Just how profitable is iShares? Very!
iShares generated some $727 million in quarterly fee income from roughly $872 billion in iShares ETF assets. That works out to an average of about 0.33% annually from its assets under management. Of course, some of its products dilute this number. BlackRock's iShares Core S&P 500 ETF (IVV 1.24%) collects just 0.07% per year in fees because it's a plain-vanilla index.

However, its other "niche" offerings absolutely rock in fee generation. Its popular iShares Emerging Markets ETF (EEM 1.01%) earns a stellar 0.68% of AUM in management fees annually. It's worth noting that Vanguard and Charles Schwab both have less expensive emerging-market ETFs, but neither has attracted nearly the same assets under management as BlackRock. Customers are much less fee sensitive in lesser-followed asset classes.

When you average the results out between what are basically its loss-leaders (simple index funds) and its niche strategy products (emerging markets, junk debt, etc.), its total fees from iShares are very compelling.

Fighting off competitors
Now more than ever, BlackRock is showing that it has the capacity to build a wide moat around what is, to some extent, a commodity business.
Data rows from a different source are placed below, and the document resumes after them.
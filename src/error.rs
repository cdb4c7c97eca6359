//! Relay error types with HTTP status code mapping.
//!
//! [`RelayError`] is the crate-wide error type. On the WebSocket path
//! errors are only logged: the relay never answers a client frame with an
//! error. On the REST path each variant maps to a status code and a
//! structured JSON body.

use axum::http::StatusCode;
use axum::response::{IntoResponse, Response};
use serde::Serialize;
use utoipa::ToSchema;

/// Structured JSON error response body.
///
/// ```json
/// {
///   "error": {
///     "code": 1001,
///     "message": "invalid request: event name must not be empty"
///   }
/// }
/// ```
#[derive(Debug, Serialize, ToSchema)]
pub struct ErrorResponse {
    /// Structured error payload.
    pub error: ErrorBody,
}

/// Inner error body with numeric code and human-readable message.
#[derive(Debug, Serialize, ToSchema)]
pub struct ErrorBody {
    /// Numeric error code.
    pub code: u32,
    /// Human-readable error message.
    pub message: String,
    /// Optional additional details.
    #[serde(skip_serializing_if = "Option::is_none")]
    pub details: Option<String>,
}

/// Relay error enum.
///
/// # Error Code Ranges
///
/// | Range     | Category   | HTTP Status               |
/// |-----------|------------|---------------------------|
/// | 1000–1999 | Validation | 400 Bad Request           |
#[derive(Debug, thiserror::Error)]
pub enum RelayError {
    /// Inbound frame is not a JSON `{event, data}` envelope.
    #[error("malformed frame: {0}")]
    MalformedFrame(String),

    /// Inbound frame names an event the relay does not handle.
    #[error("unknown event: {0}")]
    UnknownEvent(String),

    /// REST request validation failed.
    #[error("invalid request: {0}")]
    InvalidRequest(String),
}

impl RelayError {
    /// Returns the numeric error code for this variant.
    #[must_use]
    pub const fn error_code(&self) -> u32 {
        match self {
            Self::InvalidRequest(_) => 1001,
            Self::MalformedFrame(_) => 1002,
            Self::UnknownEvent(_) => 1003,
        }
    }

    /// Returns the HTTP status code for this variant.
    #[must_use]
    pub const fn status_code(&self) -> StatusCode {
        match self {
            Self::InvalidRequest(_) | Self::MalformedFrame(_) | Self::UnknownEvent(_) => {
                StatusCode::BAD_REQUEST
            }
        }
    }
}

impl IntoResponse for RelayError {
    fn into_response(self) -> Response {
        let status = self.status_code();
        let body = ErrorResponse {
            error: ErrorBody {
                code: self.error_code(),
                message: self.to_string(),
                details: None,
            },
        };
        let mut response = axum::Json(body).into_response();
        *response.status_mut() = status;
        response
    }
}

#[cfg(test)]
#[allow(clippy::panic)]
mod tests {
    use super::*;

    #[test]
    fn validation_errors_are_bad_request() {
        let err = RelayError::InvalidRequest("empty".to_string());
        assert_eq!(err.status_code(), StatusCode::BAD_REQUEST);
        assert_eq!(err.error_code(), 1001);
        assert_eq!(err.to_string(), "invalid request: empty");
    }

    #[tokio::test]
    async fn into_response_carries_status_and_code() {
        let response = RelayError::UnknownEvent("teleport".to_string()).into_response();
        assert_eq!(response.status(), StatusCode::BAD_REQUEST);

        let Ok(bytes) = axum::body::to_bytes(response.into_body(), usize::MAX).await else {
            panic!("unreadable body");
        };
        let Ok(body) = serde_json::from_slice::<serde_json::Value>(&bytes) else {
            panic!("body is not JSON");
        };
        assert_eq!(body["error"]["code"], 1003);
        assert_eq!(body["error"]["message"], "unknown event: teleport");
        assert!(body["error"].get("details").is_none());
    }
}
BlackRock's fast-growing iShares business is central to its ability to grow going forward, with management proudly announcing that it is building out the largest sales team and new platforms to capture a greater percentage of market share on the conference call.

Robert S. Kapito, the company president, added: "Clients are now looking for a more holistic solution to their clients' portfolios, and they're looking for more asset allocation. And what they're requiring now is for us to build model portfolios that they could use our products in them or use other products in them."

In short, BlackRock finds that by building model portfolios that financial advisors can pitch to clients, it can convert more financial advisors to the brand to build long-lasting, fee-generating assets under management. These model portfolios also enable the company to attract more profitable retail clients to its active funds.

The Foolish bottom line
Conveniently, successful ETF companies win in an all-or-nothing environment. The company that can build the longest track record, attract substantial assets under management, and do it first, generally has a lead that prohibits other companies from stealing share. Late entrants to the ETF space like Charles Schwab and Fidelity haven't seen their ETF businesses grow at nearly the same pace or to the same level of profitability as iShares.

At 16 times forward earnings expectations, BlackRock is an attractive value. The company turns virtually all (roughly 96%) of net income into free cash flow, which it distributes to shareholders via quarterly dividends and share repurchases. A combination of growing assets under management and shareholder-friendly capital allocation makes it worth another look.